The fire in the city, which started in the house of a local merchant. Following the devastation his young daughter began to dream of an icon of the Virgin Mary hidden in the debris. Her family ignored her tales, but as the girls’ dream continued to recur she decided to go on a search for the hidden icon. After investigating the ruins of her father’s house she found the icon hidden deep under the furnace. It was in immaculate condition and soon began to be associated with various miracles.
On the night of June 29, 1904, the icon was stolen from the Kazan Convent of the Theotokos (ru) in Kazan where it had been kept for centuries (the building was later blown up by the communist authorities. Thieves apparently coveted the icon's gold frame, which was ornamented with many valuable jewels. Several years later, Russian police apprehended the thieves and recovered the frame. The thieves originally declared that the icon itself had been cut to pieces and burnt, although one of them eventually confessed that it was housed in a monastery in the wilds of Siberia. This one, however, was believed to be a fake; and the Russian police refused to investigate, using the logic that it would be very unlucky to venerate a fake icon as though it were authentic.[ The Orthodox Church interpreted the disappearance of the icon as a sign of tragedies that would plague Russia after the image of the Holy Protectress of Russia had been lost. Indeed, the Russian peasantry was wont to credit all the evils of the Revolution of 1905, as well as Russia's defeat in the Russo-Japanese War of 1904-1905, to the desecration of her image.
After the Russian Revolution of 1917, there was speculation that the original icon was in fact preserved in St. Petersburg. Reportedly, an icon of Our Lady of Kazan was used in processions around Leningrad fortifications during the Siege of Leningrad (1941-1944) during World War II.

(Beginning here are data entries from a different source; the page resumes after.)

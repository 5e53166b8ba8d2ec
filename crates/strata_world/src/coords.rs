//! # World Coordinates
//!
//! ```text
//!  BlockPos  ──>> BLOCKS_BITS ──>  ChunkPos  ──>> CHUNKS_BITS ──>  RegionPos
//!  (blocks)                        (chunks)                        (regions)
//! ```
//!
//! Shifts are arithmetic, so negative coordinates floor toward minus
//! infinity: block -1 lives in chunk -1, chunk -1 in region -1.

use std::fmt;

/// log2 of the chunk edge length in blocks.
pub const BLOCKS_BITS: u32 = 4;
/// Chunk edge length in blocks.
pub const BLOCKS_SIZE: i32 = 1 << BLOCKS_BITS;
/// Blocks in one chunk.
pub const BLOCKS_VOLUME: usize = 1 << (3 * BLOCKS_BITS);

/// log2 of the region edge length in chunks.
pub const CHUNKS_BITS: u32 = 4;
/// Region edge length in chunks.
pub const CHUNKS_SIZE: i32 = 1 << CHUNKS_BITS;
/// Chunks in one region.
pub const CHUNKS_VOLUME: usize = 1 << (3 * CHUNKS_BITS);

macro_rules! position_type {
    ($(#[$meta:meta])* $name:ident) => {
        $(#[$meta])*
        #[derive(Clone, Copy, Debug, Default, PartialEq, Eq, Hash, PartialOrd, Ord)]
        pub struct $name {
            /// X coordinate
            pub x: i32,
            /// Y coordinate
            pub y: i32,
            /// Z coordinate
            pub z: i32,
        }

        impl $name {
            /// Creates a new position
            #[must_use]
            pub const fn new(x: i32, y: i32, z: i32) -> Self {
                Self { x, y, z }
            }
        }

        impl fmt::Display for $name {
            fn fmt(&self, f: &mut fmt::Formatter<'_>) -> fmt::Result {
                write!(f, "({}, {}, {})", self.x, self.y, self.z)
            }
        }

        impl From<(i32, i32, i32)> for $name {
            fn from((x, y, z): (i32, i32, i32)) -> Self {
                Self::new(x, y, z)
            }
        }
    };
}

position_type!(
    /// Block position in world space.
    BlockPos
);
position_type!(
    /// Chunk position in world space (one unit = one chunk).
    ChunkPos
);
position_type!(
    /// Region position in world space (one unit = one region).
    RegionPos
);

/// Packs a local 3D index with `bits` bits per axis, y-major.
#[allow(clippy::cast_sign_loss)]
const fn pack_local(x: i32, y: i32, z: i32, bits: u32) -> usize {
    let mask = (1 << bits) - 1;
    (((y & mask) << (2 * bits)) | ((z & mask) << bits) | (x & mask)) as usize
}

fn unpack_local(index: usize, bits: u32) -> (i32, i32, i32) {
    let mask = (1usize << bits) - 1;
    #[allow(clippy::cast_possible_truncation, clippy::cast_possible_wrap)]
    let axis = |shift: u32| ((index >> shift) & mask) as i32;
    (axis(0), axis(2 * bits), axis(bits))
}

impl BlockPos {
    /// The chunk containing this block.
    #[must_use]
    pub const fn chunk(self) -> ChunkPos {
        ChunkPos::new(
            self.x >> BLOCKS_BITS,
            self.y >> BLOCKS_BITS,
            self.z >> BLOCKS_BITS,
        )
    }

    /// The region containing this block.
    #[must_use]
    pub const fn region(self) -> RegionPos {
        self.chunk().region()
    }

    /// Index of this block inside its chunk.
    #[must_use]
    pub const fn local_index(self) -> usize {
        pack_local(self.x, self.y, self.z, BLOCKS_BITS)
    }
}

impl ChunkPos {
    /// The region containing this chunk.
    #[must_use]
    pub const fn region(self) -> RegionPos {
        RegionPos::new(
            self.x >> CHUNKS_BITS,
            self.y >> CHUNKS_BITS,
            self.z >> CHUNKS_BITS,
        )
    }

    /// Index of this chunk inside its region.
    #[must_use]
    pub const fn local_index(self) -> usize {
        pack_local(self.x, self.y, self.z, CHUNKS_BITS)
    }

    /// World position of this chunk's lowest-corner block.
    #[must_use]
    pub const fn base_block(self) -> BlockPos {
        BlockPos::new(
            self.x << BLOCKS_BITS,
            self.y << BLOCKS_BITS,
            self.z << BLOCKS_BITS,
        )
    }

    /// World position of the block at `index` inside this chunk.
    #[must_use]
    pub fn block_at(self, index: usize) -> BlockPos {
        let (x, y, z) = unpack_local(index, BLOCKS_BITS);
        let base = self.base_block();
        BlockPos::new(base.x + x, base.y + y, base.z + z)
    }
}

impl RegionPos {
    /// World position of this region's lowest-corner chunk.
    #[must_use]
    pub const fn base_chunk(self) -> ChunkPos {
        ChunkPos::new(
            self.x << CHUNKS_BITS,
            self.y << CHUNKS_BITS,
            self.z << CHUNKS_BITS,
        )
    }

    /// World position of the chunk at `index` inside this region.
    #[must_use]
    pub fn chunk_at(self, index: usize) -> ChunkPos {
        let (x, y, z) = unpack_local(index, CHUNKS_BITS);
        let base = self.base_chunk();
        ChunkPos::new(base.x + x, base.y + y, base.z + z)
    }

    /// Returns true if `chunk` lies in this region.
    #[must_use]
    pub fn contains(self, chunk: ChunkPos) -> bool {
        chunk.region() == self
    }
}

#[cfg(test)]
mod tests {
    use super::*;

    #[test]
    fn test_negative_coordinates_floor() {
        let block = BlockPos::new(-1, 0, 17);
        assert_eq!(block.chunk(), ChunkPos::new(-1, 0, 1));
        assert_eq!(block.region(), RegionPos::new(-1, 0, 0));
        assert_eq!(ChunkPos::new(-16, -17, 15).region(), RegionPos::new(-1, -2, 0));
    }

    #[test]
    fn test_local_index_round_trip() {
        let chunk = ChunkPos::new(2, -3, 5);
        for index in [0, 1, 17, 255, 256, BLOCKS_VOLUME - 1] {
            let block = chunk.block_at(index);
            assert_eq!(block.chunk(), chunk);
            assert_eq!(block.local_index(), index);
        }
        let region = RegionPos::new(-1, 0, 1);
        let chunk = region.chunk_at(300);
        assert!(region.contains(chunk));
        assert_eq!(chunk.local_index(), 300);
    }

    #[test]
    fn test_volumes() {
        assert_eq!(BLOCKS_VOLUME, 4096);
        assert_eq!(CHUNKS_VOLUME, 4096);
        assert_eq!(BLOCKS_SIZE, 16);
        assert_eq!(RegionPos::new(1, 0, 0).base_chunk(), ChunkPos::new(16, 0, 0));
    }
}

Another theory proposed that the Bolsheviks had sold the image abroad, although the Russian Orthodox Church did not accept such theories. The history of the stolen icon between 1917 and 1953 is unknown. In 1953 Frederick Mitchell-Hedges purchased an icon from Arthur Hillman. Although the status of the icon as the original Kazan icon remained disputed, Cyril G.E. Bunt concluded "that it is the work of a great icon painter of the 16th century [...] the pigments and the wood of the panel are perfectly preserved as exhaustive X-ray tests have proved, and have mellowed with age", suggesting that while it was a copy of the original icon, it was nevertheless the original icon carried by Pozharski in 1612. It was exhibited at the World Trade Fair in New York in 1964-1965. On 13 September 1965, members of the Blue Army of Our Lady of Fátima spent the night in adoration of the icon in the pavilion in New York. The Blue Army eventually bought the icon from Anna Mitchell-Hedges for USD $125,000 in January 1970, and the icon was enshrined in Fátima, Portugal.
In 1993 the icon from Fátima was given to Pope St. John Paul II, who took it to the Vatican and had it installed in his study, where he venerated it for eleven years. In his own words, "it has found a home with me and has accompanied my daily service to the Church with its motherly gaze". St. John Paul II wished to visit Moscow or Kazan to personally return the icon to the Russian Orthodox Church. When the Moscow Patriarchate rejected this plan, the Pope presented the icon to the Russian Church unconditionally in August 2004. On August 26, 2004, it was exhibited for veneration on the altar of St. Peter's Basilica and then delivered to Moscow. On the next feast day of the holy icon, July 21, 2005, Patriarch Alexius II and Mintimer Shaymiev, the President of Tatarstan, placed it in the Annunciation Cathedral of the Kazan Kremlin (ru).
The icon is enshrined in the Cathedral of the Elevation of the Holy Cross, part of the erstwhile Convent of the Theotokos (re-established as a monastery in 2005), on the site where the original icon of Our Lady of Kazan was found, and plans are underway to make the monastery's other buildings into an international pilgrimage centre.